Shocked at the vehemence in her tone, Sam could only look at her. “I really wasn’t going to leave again. I was just thinking that maybe it would be easier on everyone if I—”
“If you what?” his mother finished for him. “Disappear again? Leave us wondering if you’re alive or dead again? Walk away from your home? Your family? Again?”
Now it was his turn to wince. Damned if Sam didn’t feel the way he had at thirteen when he’d faced down his mother after driving a snowmobile into the back of the lodge.
“Mom,” he said, standing up.
“No,” she interrupted, pushing off the counter as if she were leaping into battle. And maybe she was. Connie took three short steps until she was right in front of her son, tipping her head back to glare at him. “Ever since you got back, I’ve kept my peace. I didn’t say all the things I was bursting to say to you because I didn’t want to rock the boat. Well, brace yourself because here it comes.”

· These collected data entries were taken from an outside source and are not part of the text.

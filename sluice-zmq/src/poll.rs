//! Reusable poll set.
//!
//! Keeps a `zmq_pollitem_t` array alive between calls so polling does not
//! allocate. Registration writes straight into the array; a full array
//! doubles its capacity, copying existing entries. `poll` is a single
//! native call over the live prefix and never reallocates.
//!
//! `unregister` shifts later entries down, so every index above the removed
//! one moves down by one. Callers that keep indices must account for this.
//!
//! A poll set is confined to one thread (`!Send`, `!Sync`).

#![allow(unsafe_code)]

use crate::ffi;
use crate::socket::Socket;
use sluice_core::config::PollSetConfig;
use sluice_core::error::SluiceError;
use sluice_core::flags::PollEvents;
use sluice_core::Result;
use std::ffi::c_void;
use std::marker::PhantomData;
use std::os::raw::{c_int, c_long, c_short};
use tracing::trace;

#[cfg(unix)]
type NativeFd = std::os::unix::io::RawFd;
#[cfg(windows)]
type NativeFd = std::os::windows::io::RawSocket;

/// Layout-compatible with `zmq_pollitem_t`.
#[repr(C)]
#[derive(Debug, Clone, Copy)]
struct PollItem {
    socket: *mut c_void,
    fd: NativeFd,
    events: c_short,
    revents: c_short,
}

/// Reusable native poll-item array.
#[derive(Debug)]
pub struct PollSet<'a> {
    items: Vec<PollItem>,
    _sockets: PhantomData<&'a Socket>,
}

impl Default for PollSet<'_> {
    fn default() -> Self {
        Self::new(PollSetConfig::default())
    }
}

impl<'a> PollSet<'a> {
    #[must_use]
    pub fn new(config: PollSetConfig) -> Self {
        Self {
            items: Vec::with_capacity(config.initial_capacity.max(1)),
            _sockets: PhantomData,
        }
    }

    #[inline]
    #[must_use]
    pub fn len(&self) -> usize {
        self.items.len()
    }

    #[inline]
    #[must_use]
    pub fn is_empty(&self) -> bool {
        self.items.is_empty()
    }

    /// Slots available before the next growth.
    #[inline]
    #[must_use]
    pub fn capacity(&self) -> usize {
        self.items.capacity()
    }

    fn push(&mut self, item: PollItem) -> usize {
        if self.items.len() == self.items.capacity() {
            let old = self.items.capacity();
            self.items.reserve_exact(old.max(1));
            trace!("[PollSet] grew {} -> {}", old, self.items.capacity());
        }
        self.items.push(item);
        self.items.len() - 1
    }

    /// Watch `socket` for `events`. Returns the entry index.
    pub fn register(&mut self, socket: &'a Socket, events: PollEvents) -> usize {
        self.push(PollItem {
            socket: socket.raw().as_ptr(),
            fd: 0 as NativeFd,
            events: events.bits(),
            revents: 0,
        })
    }

    /// Watch a raw OS descriptor for `events`. Returns the entry index.
    #[cfg(unix)]
    pub fn register_fd(&mut self, fd: std::os::unix::io::RawFd, events: PollEvents) -> usize {
        self.push(PollItem {
            socket: std::ptr::null_mut(),
            fd,
            events: events.bits(),
            revents: 0,
        })
    }

    fn item(&self, index: usize) -> Result<&PollItem> {
        self.items.get(index).ok_or(SluiceError::IndexOutOfBounds {
            index,
            len: self.items.len(),
        })
    }

    /// Replace the interest mask of entry `index` in place.
    pub fn modify(&mut self, index: usize, events: PollEvents) -> Result<()> {
        let len = self.items.len();
        let item = self
            .items
            .get_mut(index)
            .ok_or(SluiceError::IndexOutOfBounds { index, len })?;
        item.events = events.bits();
        Ok(())
    }

    /// Remove entry `index`, shifting later entries down by one.
    pub fn unregister(&mut self, index: usize) -> Result<()> {
        self.item(index)?;
        self.items.remove(index);
        Ok(())
    }

    /// Wait up to `timeout_ms` for any entry to become ready.
    ///
    /// `0` returns immediately, a negative timeout waits forever. Returns
    /// the number of ready entries (0 on timeout). An empty set returns 0
    /// without calling into libzmq.
    pub fn poll(&mut self, timeout_ms: i64) -> Result<usize> {
        if self.items.is_empty() {
            return Ok(0);
        }
        for item in &mut self.items {
            item.revents = 0;
        }
        let timeout = timeout_ms.clamp(c_long::MIN as i64, c_long::MAX as i64) as c_long;
        // SAFETY: `PollItem` is layout-compatible with `zmq_pollitem_t`, the
        // array holds `len` initialized entries, and every socket pointer is
        // borrowed for `'a`.
        let rc = unsafe {
            zmq_sys::zmq_poll(
                self.items.as_mut_ptr().cast::<zmq_sys::zmq_pollitem_t>(),
                self.items.len() as c_int,
                timeout,
            )
        };
        if rc == -1 {
            return Err(ffi::last_error());
        }
        Ok(rc as usize)
    }

    /// Events reported for entry `index` by the last poll.
    pub fn returned_events(&self, index: usize) -> Result<PollEvents> {
        self.item(index).map(|item| PollEvents::from_bits(item.revents))
    }

    /// Interest mask of entry `index`.
    pub fn interest(&self, index: usize) -> Result<PollEvents> {
        self.item(index).map(|item| PollEvents::from_bits(item.events))
    }

    pub fn is_readable(&self, index: usize) -> Result<bool> {
        self.returned_events(index).map(|ev| ev.contains(PollEvents::IN))
    }

    pub fn is_writable(&self, index: usize) -> Result<bool> {
        self.returned_events(index).map(|ev| ev.contains(PollEvents::OUT))
    }

    pub fn has_error(&self, index: usize) -> Result<bool> {
        self.returned_events(index).map(|ev| ev.contains(PollEvents::ERR))
    }

    /// Remove every entry, keeping the allocated capacity.
    pub fn clear(&mut self) {
        self.items.clear();
    }
}
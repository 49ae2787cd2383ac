//! Thin helpers over the raw libzmq call surface.
//!
//! Everything here is about translating native return codes: `-1` plus
//! `zmq_errno()` becomes either [`Outcome::WouldBlock`] (for `EAGAIN`) or a
//! [`SluiceError::Native`] carrying the errno and libzmq's description.

#![allow(unsafe_code)]

use sluice_core::error::SluiceError;
use sluice_core::outcome::Outcome;
use sluice_core::Result;
use std::ffi::{c_void, CStr};
use std::marker::PhantomData;
use std::os::raw::c_int;
use std::ptr::NonNull;

/// Borrowed native socket pointer.
///
/// The lifetime ties it to the socket it came from, so it cannot outlive
/// the native socket object.
#[derive(Debug, Clone, Copy, PartialEq, Eq)]
pub struct RawSocket<'a> {
    ptr: NonNull<c_void>,
    _socket: PhantomData<&'a zmq::Socket>,
}

impl<'a> RawSocket<'a> {
    /// Borrow the native handle of a `zmq` socket.
    pub fn of(socket: &'a mut zmq::Socket) -> Result<Self> {
        NonNull::new(socket.as_mut_ptr())
            .map(|ptr| Self {
                ptr,
                _socket: PhantomData,
            })
            .ok_or(SluiceError::InvalidState("socket has no native handle"))
    }

    /// Wrap a native socket pointer.
    ///
    /// # Safety
    ///
    /// `ptr` must be a live libzmq socket for all of `'a`.
    #[must_use]
    pub const unsafe fn from_ptr(ptr: NonNull<c_void>) -> Self {
        Self {
            ptr,
            _socket: PhantomData,
        }
    }

    #[inline]
    #[must_use]
    pub const fn as_ptr(self) -> *mut c_void {
        self.ptr.as_ptr()
    }
}

/// errno value for "try again".
#[inline]
pub(crate) fn eagain() -> i32 {
    zmq::Error::EAGAIN.to_raw()
}

/// Description libzmq gives for `code`.
pub fn strerror(code: i32) -> String {
    // SAFETY: zmq_strerror returns a pointer to a static, NUL-terminated string.
    unsafe {
        let text = zmq_sys::zmq_strerror(code as c_int);
        if text.is_null() {
            return format!("errno {code}");
        }
        CStr::from_ptr(text).to_string_lossy().into_owned()
    }
}

/// The calling thread's last libzmq errno.
#[inline]
pub fn last_errno() -> i32 {
    // SAFETY: no preconditions.
    unsafe { zmq_sys::zmq_errno() }
}

/// Build a native error from the current errno.
pub fn last_error() -> SluiceError {
    error_from_code(last_errno())
}

pub fn error_from_code(code: i32) -> SluiceError {
    SluiceError::native(code, strerror(code))
}

/// Convert an error from the `zmq` crate, keeping the raw errno.
pub fn from_zmq(err: zmq::Error) -> SluiceError {
    SluiceError::native(err.to_raw(), err.message())
}

/// Interpret a native byte-count return code.
///
/// `rc >= 0` is a completed transfer, `-1` with `EAGAIN` is would-block,
/// anything else is a failure.
pub(crate) fn transfer_outcome(rc: c_int) -> Result<Outcome<usize>> {
    if rc >= 0 {
        return Ok(Outcome::Ready(rc as usize));
    }
    let code = last_errno();
    if code == eagain() {
        Ok(Outcome::WouldBlock)
    } else {
        Err(error_from_code(code))
    }
}

/// Interpret a native status return code (`0` or `-1`).
pub(crate) fn check(rc: c_int) -> Result<()> {
    if rc == -1 {
        Err(last_error())
    } else {
        Ok(())
    }
}

#[cfg(test)]
mod tests {
    use super::*;

    #[test]
    fn test_strerror_known_code() {
        let text = strerror(eagain());
        assert!(!text.is_empty());
    }

    #[test]
    fn test_from_zmq_keeps_code() {
        let err = from_zmq(zmq::Error::EINVAL);
        assert_eq!(err.native_code(), Some(zmq::Error::EINVAL.to_raw()));
    }

    #[test]
    fn test_raw_socket_of() {
        let ctx = zmq::Context::new();
        let mut socket = ctx.socket(zmq::PAIR).unwrap();
        let raw = RawSocket::of(&mut socket).unwrap();
        assert!(!raw.as_ptr().is_null());
    }
}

“Uh-oh,” his father whispered.
His mother’s eyes were swimming with tears and fury, her shoulders were tense and her voice was sharp. “When you left right after Jack died, it was like I’d lost both of my sons. You might as well have been dead, too,” she continued. “You walked away, left us grieving, worrying.” Planting both hands at her hips, she continued, “Four postcards in two years, Sam. That’s it. It was as if you’d disappeared as completely as Jack. As if you were as out of reach as he was.”
No one could make a grown man feel quite as shameful and guilt-ridden as his mother. Sam looked down at her and knew he’d never be able to make it up to her for what he’d done. “I had to go, Mom.”
“Maybe,” she allowed tightly with a jerking nod. “Maybe you did, but you’re back now, and if you leave again, you’ll be no better than Jack was, always running away from life.”
“What?” Staggered, Sam argued, “No, that’s wrong. Jack was all about living life to the fullest. He grabbed every ounce of pleasure he could out of every single day.”
She sighed heavily and Sam watched the anger drain from her as she shook her head and reached up to cup his cheek in her palm. “Oh, honey. Jack was all about experiences, not living. The fastest cars. Best skis. Highest mountain. That’s not life. That’s indulgence.”
He’d never really thought about his brother in those terms. It would have been disloyal, he guessed, but with his own mother pointing it out, it was impossible to argue.
“I loved Jack,” she said, fisting her hand against her chest. “When he died, I lost a piece of my heart I’ll never get back. But I’m not blind to my children’s faults just because I love them to distraction.” Connie gave him a wistful smile. “When it came to adventure, there was no one better than Jack. But he never had the courage to love one woman and build a life with her. To face the everyday crises that crop up, to pay bills, get a mortgage, take the kids to the dentist. That’s life, Sam. A real life with all the ups, downs, tears and laughter that come with it. That kind of thing terrified him and he did everything he could to avoid it.”